#### [MATERIAL SUPPLIED]
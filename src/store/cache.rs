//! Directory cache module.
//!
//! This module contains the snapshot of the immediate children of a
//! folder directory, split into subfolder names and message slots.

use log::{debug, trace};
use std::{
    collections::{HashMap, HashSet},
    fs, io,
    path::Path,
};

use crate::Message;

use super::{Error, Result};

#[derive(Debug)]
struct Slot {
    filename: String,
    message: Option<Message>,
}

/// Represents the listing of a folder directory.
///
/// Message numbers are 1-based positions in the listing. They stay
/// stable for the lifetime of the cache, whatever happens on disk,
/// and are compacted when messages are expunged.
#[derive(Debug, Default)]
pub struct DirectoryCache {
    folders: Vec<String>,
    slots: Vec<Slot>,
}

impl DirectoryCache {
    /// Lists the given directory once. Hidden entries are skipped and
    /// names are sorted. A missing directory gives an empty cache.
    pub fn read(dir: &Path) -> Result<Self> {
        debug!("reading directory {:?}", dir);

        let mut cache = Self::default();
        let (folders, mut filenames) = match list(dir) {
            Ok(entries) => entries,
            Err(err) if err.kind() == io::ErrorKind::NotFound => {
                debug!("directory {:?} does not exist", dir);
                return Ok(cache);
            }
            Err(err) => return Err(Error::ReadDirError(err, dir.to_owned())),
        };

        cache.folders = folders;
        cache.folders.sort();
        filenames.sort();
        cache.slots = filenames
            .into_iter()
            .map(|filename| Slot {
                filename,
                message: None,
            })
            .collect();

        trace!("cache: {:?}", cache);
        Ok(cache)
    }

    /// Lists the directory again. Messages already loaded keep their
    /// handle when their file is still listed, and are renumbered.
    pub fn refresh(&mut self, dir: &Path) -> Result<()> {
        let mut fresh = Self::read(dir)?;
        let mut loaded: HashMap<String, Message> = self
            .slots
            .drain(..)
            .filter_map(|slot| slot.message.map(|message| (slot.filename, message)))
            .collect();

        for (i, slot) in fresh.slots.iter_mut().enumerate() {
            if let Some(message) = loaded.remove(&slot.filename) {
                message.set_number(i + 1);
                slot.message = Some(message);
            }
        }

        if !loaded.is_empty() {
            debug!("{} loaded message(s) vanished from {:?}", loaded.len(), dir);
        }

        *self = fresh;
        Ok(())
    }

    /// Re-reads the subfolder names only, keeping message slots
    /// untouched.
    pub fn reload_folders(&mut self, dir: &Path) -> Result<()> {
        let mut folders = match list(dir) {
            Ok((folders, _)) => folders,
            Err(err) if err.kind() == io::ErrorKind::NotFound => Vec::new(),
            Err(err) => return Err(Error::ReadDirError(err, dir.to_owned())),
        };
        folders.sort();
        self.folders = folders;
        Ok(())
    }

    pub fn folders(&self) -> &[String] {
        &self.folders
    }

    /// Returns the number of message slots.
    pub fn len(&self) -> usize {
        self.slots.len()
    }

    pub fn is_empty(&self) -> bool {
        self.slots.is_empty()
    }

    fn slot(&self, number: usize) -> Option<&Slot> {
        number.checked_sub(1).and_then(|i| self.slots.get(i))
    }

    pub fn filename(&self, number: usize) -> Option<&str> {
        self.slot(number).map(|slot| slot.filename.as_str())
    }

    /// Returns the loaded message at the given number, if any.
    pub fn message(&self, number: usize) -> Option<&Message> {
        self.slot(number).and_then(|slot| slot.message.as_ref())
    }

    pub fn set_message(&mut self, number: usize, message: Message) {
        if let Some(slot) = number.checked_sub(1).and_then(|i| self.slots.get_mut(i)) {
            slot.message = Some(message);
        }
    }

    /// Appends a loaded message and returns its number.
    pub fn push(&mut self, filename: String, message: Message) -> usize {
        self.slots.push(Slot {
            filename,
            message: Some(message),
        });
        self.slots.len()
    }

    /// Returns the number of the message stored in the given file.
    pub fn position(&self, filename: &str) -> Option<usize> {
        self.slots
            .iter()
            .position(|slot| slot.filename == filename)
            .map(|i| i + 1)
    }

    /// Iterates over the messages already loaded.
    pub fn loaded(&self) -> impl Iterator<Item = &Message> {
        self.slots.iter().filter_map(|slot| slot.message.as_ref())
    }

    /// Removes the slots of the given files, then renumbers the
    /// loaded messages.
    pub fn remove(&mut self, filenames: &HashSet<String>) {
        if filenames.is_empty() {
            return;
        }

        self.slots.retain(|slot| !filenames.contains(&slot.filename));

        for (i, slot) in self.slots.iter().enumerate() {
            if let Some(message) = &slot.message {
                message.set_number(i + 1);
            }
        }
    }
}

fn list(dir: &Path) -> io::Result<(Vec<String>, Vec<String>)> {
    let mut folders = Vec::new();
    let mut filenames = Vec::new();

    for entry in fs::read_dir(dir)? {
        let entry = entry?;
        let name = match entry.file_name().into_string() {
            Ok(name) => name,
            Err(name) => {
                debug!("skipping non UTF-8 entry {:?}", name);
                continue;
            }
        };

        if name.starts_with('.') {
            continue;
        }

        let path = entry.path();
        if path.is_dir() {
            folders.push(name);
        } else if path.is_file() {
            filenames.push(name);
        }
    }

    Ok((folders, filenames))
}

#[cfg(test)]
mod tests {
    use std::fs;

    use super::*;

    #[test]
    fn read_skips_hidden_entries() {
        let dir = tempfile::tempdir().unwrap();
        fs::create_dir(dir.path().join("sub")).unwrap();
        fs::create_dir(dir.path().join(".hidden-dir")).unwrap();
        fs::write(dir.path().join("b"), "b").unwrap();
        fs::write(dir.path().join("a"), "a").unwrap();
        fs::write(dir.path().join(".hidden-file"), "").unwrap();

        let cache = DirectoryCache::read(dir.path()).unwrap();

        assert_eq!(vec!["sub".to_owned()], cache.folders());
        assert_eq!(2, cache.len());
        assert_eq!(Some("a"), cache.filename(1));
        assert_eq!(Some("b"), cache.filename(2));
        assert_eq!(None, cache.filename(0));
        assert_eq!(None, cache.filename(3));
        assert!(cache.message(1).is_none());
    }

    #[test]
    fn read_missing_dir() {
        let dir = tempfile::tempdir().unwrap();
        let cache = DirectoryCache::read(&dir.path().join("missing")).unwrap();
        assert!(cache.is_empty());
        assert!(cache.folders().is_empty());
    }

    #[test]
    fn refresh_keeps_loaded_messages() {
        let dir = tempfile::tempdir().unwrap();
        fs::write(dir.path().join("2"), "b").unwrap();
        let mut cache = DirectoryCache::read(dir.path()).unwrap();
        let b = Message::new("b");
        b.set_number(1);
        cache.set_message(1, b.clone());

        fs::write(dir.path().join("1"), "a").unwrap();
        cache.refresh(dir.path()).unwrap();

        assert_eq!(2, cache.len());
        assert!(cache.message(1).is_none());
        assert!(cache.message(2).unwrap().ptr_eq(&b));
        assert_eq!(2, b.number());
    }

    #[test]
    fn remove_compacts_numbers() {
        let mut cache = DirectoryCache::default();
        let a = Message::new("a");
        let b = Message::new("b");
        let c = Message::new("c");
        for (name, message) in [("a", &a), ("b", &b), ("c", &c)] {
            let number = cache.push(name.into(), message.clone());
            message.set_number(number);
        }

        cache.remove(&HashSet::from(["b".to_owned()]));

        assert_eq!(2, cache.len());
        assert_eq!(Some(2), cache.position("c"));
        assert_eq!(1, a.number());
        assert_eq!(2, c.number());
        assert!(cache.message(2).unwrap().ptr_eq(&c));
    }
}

--

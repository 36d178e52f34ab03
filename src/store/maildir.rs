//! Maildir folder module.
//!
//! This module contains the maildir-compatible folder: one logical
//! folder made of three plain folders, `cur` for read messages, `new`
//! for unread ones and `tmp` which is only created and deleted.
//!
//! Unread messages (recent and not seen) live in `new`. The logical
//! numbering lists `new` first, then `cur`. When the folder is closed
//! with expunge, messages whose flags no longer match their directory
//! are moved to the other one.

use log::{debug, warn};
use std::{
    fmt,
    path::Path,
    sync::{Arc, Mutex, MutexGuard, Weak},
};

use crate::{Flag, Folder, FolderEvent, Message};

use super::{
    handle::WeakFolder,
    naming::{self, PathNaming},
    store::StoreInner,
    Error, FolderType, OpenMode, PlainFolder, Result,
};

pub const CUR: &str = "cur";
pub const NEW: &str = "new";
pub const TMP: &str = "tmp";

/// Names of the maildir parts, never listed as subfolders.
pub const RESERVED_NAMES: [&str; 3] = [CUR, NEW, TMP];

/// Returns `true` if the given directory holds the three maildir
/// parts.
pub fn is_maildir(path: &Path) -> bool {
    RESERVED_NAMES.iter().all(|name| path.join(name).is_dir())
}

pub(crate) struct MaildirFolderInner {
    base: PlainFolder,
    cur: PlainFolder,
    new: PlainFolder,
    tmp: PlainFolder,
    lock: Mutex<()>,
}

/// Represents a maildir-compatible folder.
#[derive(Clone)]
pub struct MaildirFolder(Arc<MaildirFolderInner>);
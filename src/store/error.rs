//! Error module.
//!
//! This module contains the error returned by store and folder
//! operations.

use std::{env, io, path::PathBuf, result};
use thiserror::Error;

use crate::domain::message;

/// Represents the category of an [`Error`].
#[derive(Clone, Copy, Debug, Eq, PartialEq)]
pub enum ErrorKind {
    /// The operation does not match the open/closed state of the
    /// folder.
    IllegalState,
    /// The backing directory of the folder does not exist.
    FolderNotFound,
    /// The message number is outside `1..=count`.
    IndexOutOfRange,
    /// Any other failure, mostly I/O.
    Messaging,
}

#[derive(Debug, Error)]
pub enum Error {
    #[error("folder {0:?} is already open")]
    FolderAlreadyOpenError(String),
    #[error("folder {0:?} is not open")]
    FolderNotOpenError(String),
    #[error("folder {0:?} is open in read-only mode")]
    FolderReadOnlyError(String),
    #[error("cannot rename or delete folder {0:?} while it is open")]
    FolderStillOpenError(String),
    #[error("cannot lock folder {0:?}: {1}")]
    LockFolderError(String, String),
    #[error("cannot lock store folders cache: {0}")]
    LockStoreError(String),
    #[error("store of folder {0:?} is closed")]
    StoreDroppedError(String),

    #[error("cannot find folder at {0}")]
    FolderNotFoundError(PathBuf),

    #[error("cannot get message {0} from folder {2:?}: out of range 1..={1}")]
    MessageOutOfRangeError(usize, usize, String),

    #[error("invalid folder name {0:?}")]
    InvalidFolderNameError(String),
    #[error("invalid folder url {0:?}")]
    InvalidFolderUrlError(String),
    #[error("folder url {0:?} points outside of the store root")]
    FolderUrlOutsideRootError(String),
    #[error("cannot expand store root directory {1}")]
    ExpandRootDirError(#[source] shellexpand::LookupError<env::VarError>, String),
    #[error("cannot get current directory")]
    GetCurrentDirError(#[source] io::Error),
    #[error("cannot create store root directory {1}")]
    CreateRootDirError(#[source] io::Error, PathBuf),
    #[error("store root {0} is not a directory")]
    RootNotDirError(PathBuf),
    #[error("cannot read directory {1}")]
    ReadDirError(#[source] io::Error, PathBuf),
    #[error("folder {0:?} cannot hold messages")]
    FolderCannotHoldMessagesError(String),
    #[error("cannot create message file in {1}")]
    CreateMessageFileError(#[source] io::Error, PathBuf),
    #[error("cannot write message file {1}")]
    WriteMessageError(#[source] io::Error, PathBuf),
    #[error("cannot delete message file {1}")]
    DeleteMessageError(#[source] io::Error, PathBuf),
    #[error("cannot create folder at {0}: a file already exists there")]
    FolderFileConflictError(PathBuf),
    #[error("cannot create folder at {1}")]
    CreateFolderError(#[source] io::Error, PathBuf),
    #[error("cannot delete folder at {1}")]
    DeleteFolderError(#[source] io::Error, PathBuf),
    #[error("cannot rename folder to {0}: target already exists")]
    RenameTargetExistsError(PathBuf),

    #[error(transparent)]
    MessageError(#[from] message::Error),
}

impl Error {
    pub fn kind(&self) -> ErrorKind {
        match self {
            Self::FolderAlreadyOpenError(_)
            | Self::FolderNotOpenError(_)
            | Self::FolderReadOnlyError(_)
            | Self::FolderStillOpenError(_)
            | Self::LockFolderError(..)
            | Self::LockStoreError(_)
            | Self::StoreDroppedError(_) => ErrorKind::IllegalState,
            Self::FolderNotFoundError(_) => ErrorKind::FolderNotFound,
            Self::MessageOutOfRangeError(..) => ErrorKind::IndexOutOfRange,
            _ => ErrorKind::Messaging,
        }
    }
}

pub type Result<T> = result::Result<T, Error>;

#### [WHAT TO WORK ON]
All lines above from the one containing "filenames.sort();" to the one containing "for (i, slot) in fresh.slots.iter_mut().enumerate()" must be repeated exactly, both lines included, and no others.

#### [TASK ANSWER]
        filenames.sort();
        cache.slots = filenames
            .into_iter()
            .map(|filename| Slot {
                filename,
                message: None,
            })
            .collect();

        trace!("cache: {:?}", cache);
        Ok(cache)
    }

    /// Lists the directory again. Messages already loaded keep their
    /// handle when their file is still listed, and are renumbered.
    pub fn refresh(&mut self, dir: &Path) -> Result<()> {
        let mut fresh = Self::read(dir)?;
        let mut loaded: HashMap<String, Message> = self
            .slots
            .drain(..)
            .filter_map(|slot| slot.message.map(|message| (slot.filename, message)))
            .collect();

        for (i, slot) in fresh.slots.iter_mut().enumerate() {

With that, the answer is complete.